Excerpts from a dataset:

--- START ---

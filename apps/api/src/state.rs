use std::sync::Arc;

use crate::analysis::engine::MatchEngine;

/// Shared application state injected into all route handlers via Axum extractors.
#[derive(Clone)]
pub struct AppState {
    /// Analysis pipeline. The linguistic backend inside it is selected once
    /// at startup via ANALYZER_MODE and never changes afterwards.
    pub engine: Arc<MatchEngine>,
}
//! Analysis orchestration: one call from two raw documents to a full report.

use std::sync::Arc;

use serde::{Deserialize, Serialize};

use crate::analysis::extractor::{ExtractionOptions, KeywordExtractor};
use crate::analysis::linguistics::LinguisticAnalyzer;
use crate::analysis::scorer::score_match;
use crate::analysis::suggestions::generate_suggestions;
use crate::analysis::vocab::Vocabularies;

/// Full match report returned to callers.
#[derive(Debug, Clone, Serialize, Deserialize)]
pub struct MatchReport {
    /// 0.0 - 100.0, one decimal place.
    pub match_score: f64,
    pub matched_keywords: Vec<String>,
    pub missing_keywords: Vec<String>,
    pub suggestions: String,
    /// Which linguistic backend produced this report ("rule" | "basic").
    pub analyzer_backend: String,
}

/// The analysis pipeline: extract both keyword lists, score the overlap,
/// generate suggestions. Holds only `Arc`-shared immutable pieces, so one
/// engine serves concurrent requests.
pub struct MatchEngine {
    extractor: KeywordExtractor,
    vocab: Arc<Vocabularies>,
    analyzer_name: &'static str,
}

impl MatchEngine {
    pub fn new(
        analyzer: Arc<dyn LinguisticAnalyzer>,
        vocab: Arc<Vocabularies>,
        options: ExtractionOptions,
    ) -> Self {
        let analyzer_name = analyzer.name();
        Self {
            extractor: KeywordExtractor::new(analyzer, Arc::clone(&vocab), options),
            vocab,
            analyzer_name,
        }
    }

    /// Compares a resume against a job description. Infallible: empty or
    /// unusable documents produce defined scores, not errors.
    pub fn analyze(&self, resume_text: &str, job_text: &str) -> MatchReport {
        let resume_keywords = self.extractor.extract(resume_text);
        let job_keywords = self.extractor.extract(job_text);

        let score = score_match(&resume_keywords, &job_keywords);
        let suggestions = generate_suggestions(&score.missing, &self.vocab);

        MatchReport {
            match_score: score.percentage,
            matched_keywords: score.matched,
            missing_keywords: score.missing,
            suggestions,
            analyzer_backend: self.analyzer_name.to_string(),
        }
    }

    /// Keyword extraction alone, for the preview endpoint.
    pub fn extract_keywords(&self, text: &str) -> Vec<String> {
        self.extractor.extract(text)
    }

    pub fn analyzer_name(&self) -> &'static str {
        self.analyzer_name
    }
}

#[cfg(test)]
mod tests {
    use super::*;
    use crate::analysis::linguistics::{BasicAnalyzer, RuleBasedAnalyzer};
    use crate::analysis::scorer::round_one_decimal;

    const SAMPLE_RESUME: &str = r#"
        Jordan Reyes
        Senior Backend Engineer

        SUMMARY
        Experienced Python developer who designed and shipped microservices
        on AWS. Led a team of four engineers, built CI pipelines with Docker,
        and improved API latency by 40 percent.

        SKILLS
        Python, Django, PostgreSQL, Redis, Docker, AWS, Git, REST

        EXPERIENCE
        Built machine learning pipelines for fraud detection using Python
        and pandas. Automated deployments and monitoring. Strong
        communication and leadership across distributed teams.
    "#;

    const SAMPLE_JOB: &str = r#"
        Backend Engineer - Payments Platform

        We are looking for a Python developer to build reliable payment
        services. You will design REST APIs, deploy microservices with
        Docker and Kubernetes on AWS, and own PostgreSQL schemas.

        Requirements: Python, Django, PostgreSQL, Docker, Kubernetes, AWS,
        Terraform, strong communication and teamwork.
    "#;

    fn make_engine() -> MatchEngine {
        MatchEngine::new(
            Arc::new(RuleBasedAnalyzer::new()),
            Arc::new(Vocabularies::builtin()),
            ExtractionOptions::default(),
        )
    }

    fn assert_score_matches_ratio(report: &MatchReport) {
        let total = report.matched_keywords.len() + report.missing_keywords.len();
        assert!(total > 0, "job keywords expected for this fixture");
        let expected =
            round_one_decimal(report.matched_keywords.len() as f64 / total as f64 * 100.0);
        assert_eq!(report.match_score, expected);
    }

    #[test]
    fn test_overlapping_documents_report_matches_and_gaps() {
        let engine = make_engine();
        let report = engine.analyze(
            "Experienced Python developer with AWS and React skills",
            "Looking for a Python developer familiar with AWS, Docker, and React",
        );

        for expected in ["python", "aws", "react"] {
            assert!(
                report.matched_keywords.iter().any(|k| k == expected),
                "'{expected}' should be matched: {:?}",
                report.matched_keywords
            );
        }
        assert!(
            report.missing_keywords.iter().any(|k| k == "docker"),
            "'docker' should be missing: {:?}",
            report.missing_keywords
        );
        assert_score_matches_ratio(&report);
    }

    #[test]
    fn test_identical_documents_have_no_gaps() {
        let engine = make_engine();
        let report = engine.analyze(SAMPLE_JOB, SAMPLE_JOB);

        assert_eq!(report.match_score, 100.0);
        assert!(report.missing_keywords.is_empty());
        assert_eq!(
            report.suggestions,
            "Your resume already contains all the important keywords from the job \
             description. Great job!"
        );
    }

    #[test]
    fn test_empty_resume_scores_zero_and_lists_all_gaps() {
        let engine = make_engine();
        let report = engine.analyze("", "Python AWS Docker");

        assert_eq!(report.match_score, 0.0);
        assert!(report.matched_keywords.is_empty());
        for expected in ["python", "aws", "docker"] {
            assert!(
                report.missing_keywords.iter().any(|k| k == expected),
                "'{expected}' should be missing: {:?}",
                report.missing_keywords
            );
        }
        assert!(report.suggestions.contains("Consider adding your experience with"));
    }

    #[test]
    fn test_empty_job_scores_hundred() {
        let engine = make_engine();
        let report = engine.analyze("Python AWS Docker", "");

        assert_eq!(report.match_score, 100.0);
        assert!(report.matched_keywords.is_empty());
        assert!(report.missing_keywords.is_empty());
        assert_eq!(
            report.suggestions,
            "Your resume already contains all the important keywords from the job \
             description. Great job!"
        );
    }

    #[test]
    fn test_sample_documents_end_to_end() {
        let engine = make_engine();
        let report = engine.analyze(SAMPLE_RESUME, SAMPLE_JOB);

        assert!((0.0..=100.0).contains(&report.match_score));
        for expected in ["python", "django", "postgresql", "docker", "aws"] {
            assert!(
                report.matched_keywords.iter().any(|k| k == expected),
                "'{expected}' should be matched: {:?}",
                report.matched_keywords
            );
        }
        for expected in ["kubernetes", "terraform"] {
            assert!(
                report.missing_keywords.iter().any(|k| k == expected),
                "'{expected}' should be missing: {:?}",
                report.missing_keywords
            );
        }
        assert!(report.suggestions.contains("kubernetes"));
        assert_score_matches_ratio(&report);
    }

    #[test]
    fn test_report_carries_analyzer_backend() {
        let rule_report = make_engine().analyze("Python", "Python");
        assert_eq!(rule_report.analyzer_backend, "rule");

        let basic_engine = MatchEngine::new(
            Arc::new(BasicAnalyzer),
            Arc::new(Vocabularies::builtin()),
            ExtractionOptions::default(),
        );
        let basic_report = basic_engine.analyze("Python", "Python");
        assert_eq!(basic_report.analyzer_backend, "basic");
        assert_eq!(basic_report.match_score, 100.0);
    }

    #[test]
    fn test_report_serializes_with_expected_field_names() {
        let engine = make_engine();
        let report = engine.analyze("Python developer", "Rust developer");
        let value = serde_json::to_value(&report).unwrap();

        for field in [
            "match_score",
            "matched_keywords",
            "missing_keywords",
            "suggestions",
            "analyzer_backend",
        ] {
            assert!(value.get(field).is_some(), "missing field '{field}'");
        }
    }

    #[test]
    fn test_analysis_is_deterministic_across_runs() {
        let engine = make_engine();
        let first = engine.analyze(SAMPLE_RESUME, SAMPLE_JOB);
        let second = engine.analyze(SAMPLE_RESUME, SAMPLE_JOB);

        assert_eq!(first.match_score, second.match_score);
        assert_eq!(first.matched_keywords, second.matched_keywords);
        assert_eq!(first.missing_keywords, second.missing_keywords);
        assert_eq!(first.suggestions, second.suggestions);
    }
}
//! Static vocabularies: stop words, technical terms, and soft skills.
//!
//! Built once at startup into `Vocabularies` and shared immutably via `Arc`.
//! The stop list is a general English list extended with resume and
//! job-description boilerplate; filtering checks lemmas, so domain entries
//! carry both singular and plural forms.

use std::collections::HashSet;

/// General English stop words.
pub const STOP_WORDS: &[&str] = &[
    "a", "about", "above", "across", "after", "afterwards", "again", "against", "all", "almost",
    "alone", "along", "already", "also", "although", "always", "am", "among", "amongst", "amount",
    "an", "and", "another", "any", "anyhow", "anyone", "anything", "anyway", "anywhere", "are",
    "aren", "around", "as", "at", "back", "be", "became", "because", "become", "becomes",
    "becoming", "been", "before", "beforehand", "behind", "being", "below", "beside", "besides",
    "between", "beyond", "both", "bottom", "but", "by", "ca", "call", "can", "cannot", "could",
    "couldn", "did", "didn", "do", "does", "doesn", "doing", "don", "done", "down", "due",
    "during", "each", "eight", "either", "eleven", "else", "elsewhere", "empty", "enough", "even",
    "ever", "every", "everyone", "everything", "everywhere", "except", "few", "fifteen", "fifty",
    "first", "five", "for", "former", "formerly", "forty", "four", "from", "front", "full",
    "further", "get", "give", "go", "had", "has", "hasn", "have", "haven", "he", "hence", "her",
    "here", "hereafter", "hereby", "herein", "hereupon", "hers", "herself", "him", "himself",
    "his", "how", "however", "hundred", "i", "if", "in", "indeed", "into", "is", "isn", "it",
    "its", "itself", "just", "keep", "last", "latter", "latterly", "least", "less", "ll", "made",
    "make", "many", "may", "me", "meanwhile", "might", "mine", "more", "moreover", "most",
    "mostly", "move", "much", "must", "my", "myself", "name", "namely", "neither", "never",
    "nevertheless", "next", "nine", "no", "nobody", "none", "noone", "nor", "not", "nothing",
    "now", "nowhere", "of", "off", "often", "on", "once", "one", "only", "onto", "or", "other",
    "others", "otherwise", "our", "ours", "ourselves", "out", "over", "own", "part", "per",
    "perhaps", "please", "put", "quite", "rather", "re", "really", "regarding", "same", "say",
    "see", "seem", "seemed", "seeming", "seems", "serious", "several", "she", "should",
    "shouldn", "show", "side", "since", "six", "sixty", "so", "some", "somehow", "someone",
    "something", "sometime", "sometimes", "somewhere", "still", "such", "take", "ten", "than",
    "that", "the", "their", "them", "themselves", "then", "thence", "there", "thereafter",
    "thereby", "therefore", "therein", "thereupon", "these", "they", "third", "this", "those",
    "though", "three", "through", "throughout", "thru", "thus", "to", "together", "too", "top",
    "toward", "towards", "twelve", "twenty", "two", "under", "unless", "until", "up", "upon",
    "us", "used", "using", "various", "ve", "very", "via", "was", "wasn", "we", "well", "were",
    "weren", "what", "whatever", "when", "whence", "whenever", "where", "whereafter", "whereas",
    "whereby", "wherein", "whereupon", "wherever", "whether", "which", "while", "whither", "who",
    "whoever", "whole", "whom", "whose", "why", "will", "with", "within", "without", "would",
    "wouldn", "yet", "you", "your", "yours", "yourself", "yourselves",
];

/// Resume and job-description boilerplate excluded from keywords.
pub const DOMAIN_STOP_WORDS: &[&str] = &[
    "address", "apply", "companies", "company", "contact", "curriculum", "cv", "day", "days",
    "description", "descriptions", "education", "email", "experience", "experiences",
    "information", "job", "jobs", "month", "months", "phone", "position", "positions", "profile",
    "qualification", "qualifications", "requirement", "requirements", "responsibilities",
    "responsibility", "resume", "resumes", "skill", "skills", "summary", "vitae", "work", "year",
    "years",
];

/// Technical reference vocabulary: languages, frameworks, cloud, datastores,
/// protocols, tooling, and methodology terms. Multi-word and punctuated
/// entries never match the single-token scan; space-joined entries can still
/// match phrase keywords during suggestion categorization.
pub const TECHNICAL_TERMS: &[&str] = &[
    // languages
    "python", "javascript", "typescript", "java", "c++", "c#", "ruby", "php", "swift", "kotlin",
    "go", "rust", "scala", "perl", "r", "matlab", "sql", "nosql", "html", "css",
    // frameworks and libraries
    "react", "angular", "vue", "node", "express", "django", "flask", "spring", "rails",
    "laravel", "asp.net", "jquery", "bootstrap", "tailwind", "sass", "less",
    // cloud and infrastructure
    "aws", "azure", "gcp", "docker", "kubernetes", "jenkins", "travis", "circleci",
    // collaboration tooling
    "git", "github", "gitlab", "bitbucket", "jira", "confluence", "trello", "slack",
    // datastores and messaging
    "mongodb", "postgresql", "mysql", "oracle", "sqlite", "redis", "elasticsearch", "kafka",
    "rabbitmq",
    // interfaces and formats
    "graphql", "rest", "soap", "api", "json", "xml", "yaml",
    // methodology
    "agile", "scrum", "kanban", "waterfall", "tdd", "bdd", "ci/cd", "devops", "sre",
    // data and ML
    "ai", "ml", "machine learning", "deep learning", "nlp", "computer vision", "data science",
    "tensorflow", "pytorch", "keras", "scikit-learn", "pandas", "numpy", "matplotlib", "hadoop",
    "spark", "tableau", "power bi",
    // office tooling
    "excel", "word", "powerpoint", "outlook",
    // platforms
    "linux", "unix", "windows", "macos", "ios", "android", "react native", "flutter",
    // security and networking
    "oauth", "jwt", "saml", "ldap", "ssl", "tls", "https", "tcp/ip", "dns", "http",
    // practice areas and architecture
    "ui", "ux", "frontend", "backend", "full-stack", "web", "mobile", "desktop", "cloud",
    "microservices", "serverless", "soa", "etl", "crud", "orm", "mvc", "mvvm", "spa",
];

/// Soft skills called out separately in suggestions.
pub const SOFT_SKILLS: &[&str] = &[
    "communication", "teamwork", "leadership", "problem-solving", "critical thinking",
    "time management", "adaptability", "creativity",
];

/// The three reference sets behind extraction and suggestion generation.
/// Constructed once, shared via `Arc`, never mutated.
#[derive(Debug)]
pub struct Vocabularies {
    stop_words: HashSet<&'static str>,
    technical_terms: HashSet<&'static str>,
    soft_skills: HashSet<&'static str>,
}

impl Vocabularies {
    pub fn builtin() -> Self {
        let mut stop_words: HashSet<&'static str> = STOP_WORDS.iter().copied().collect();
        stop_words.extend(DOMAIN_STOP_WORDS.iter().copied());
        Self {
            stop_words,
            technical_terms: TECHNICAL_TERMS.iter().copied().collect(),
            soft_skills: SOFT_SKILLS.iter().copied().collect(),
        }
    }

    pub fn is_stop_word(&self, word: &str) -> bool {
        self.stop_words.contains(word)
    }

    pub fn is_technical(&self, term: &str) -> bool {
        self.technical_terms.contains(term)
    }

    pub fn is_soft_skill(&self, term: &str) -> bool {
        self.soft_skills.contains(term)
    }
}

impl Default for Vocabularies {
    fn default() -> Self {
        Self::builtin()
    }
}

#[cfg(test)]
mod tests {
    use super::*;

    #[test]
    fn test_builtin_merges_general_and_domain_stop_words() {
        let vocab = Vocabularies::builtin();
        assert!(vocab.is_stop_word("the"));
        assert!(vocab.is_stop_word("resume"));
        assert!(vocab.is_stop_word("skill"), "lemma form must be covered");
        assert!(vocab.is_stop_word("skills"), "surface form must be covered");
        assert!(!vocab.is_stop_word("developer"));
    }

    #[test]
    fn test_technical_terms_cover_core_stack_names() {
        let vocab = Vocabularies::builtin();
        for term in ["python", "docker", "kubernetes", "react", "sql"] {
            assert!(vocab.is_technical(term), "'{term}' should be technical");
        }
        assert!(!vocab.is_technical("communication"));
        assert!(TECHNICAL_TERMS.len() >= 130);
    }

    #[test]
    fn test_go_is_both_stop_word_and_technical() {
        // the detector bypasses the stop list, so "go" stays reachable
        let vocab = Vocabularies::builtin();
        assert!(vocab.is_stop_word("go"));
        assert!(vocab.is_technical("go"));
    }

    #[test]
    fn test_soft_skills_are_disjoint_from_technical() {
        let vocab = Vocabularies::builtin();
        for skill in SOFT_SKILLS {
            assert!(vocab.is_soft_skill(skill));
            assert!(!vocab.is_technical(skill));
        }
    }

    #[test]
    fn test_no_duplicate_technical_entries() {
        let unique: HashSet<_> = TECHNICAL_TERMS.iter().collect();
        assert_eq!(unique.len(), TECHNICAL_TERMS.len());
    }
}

--- END ---
--- START ---

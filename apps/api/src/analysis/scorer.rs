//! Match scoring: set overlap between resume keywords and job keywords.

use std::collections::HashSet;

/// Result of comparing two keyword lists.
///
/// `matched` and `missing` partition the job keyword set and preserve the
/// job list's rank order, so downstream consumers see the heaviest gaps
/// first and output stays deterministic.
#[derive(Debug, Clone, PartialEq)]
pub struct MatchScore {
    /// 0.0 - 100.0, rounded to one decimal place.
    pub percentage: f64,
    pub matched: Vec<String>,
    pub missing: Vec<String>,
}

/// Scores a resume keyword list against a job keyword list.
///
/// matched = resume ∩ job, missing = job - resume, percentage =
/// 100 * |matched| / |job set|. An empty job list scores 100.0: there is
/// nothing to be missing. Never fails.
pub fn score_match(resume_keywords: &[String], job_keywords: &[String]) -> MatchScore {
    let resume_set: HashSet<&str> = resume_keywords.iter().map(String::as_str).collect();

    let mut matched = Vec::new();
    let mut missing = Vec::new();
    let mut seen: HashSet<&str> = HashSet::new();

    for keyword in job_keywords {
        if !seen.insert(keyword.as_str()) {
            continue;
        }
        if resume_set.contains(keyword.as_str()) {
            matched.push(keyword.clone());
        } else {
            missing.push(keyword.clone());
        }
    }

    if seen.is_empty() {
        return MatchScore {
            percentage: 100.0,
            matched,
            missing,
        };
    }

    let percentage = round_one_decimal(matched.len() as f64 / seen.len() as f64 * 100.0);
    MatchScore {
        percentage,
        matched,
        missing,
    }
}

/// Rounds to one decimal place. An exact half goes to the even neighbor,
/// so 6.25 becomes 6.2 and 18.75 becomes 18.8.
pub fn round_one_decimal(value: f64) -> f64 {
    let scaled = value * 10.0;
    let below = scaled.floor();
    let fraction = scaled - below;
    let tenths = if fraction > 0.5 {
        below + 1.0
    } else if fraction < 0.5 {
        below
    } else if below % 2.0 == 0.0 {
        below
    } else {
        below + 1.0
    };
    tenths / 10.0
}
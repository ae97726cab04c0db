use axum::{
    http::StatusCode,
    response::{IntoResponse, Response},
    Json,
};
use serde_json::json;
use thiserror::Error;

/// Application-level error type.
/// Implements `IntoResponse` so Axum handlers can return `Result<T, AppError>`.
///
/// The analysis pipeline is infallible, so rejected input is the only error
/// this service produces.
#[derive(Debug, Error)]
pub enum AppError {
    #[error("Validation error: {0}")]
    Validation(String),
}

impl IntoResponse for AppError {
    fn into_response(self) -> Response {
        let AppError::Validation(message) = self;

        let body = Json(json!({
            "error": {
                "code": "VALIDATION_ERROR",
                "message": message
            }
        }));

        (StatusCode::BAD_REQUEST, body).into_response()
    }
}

--- END ---

**DIRECTIONS FOR THIS TASK:** A line belongs in the answer if it contains the word "unique"; copy every such line from the data above.

**WRITTEN SOLUTION:**
        let unique: HashSet<_> = TECHNICAL_TERMS.iter().collect();
        assert_eq!(unique.len(), TECHNICAL_TERMS.len());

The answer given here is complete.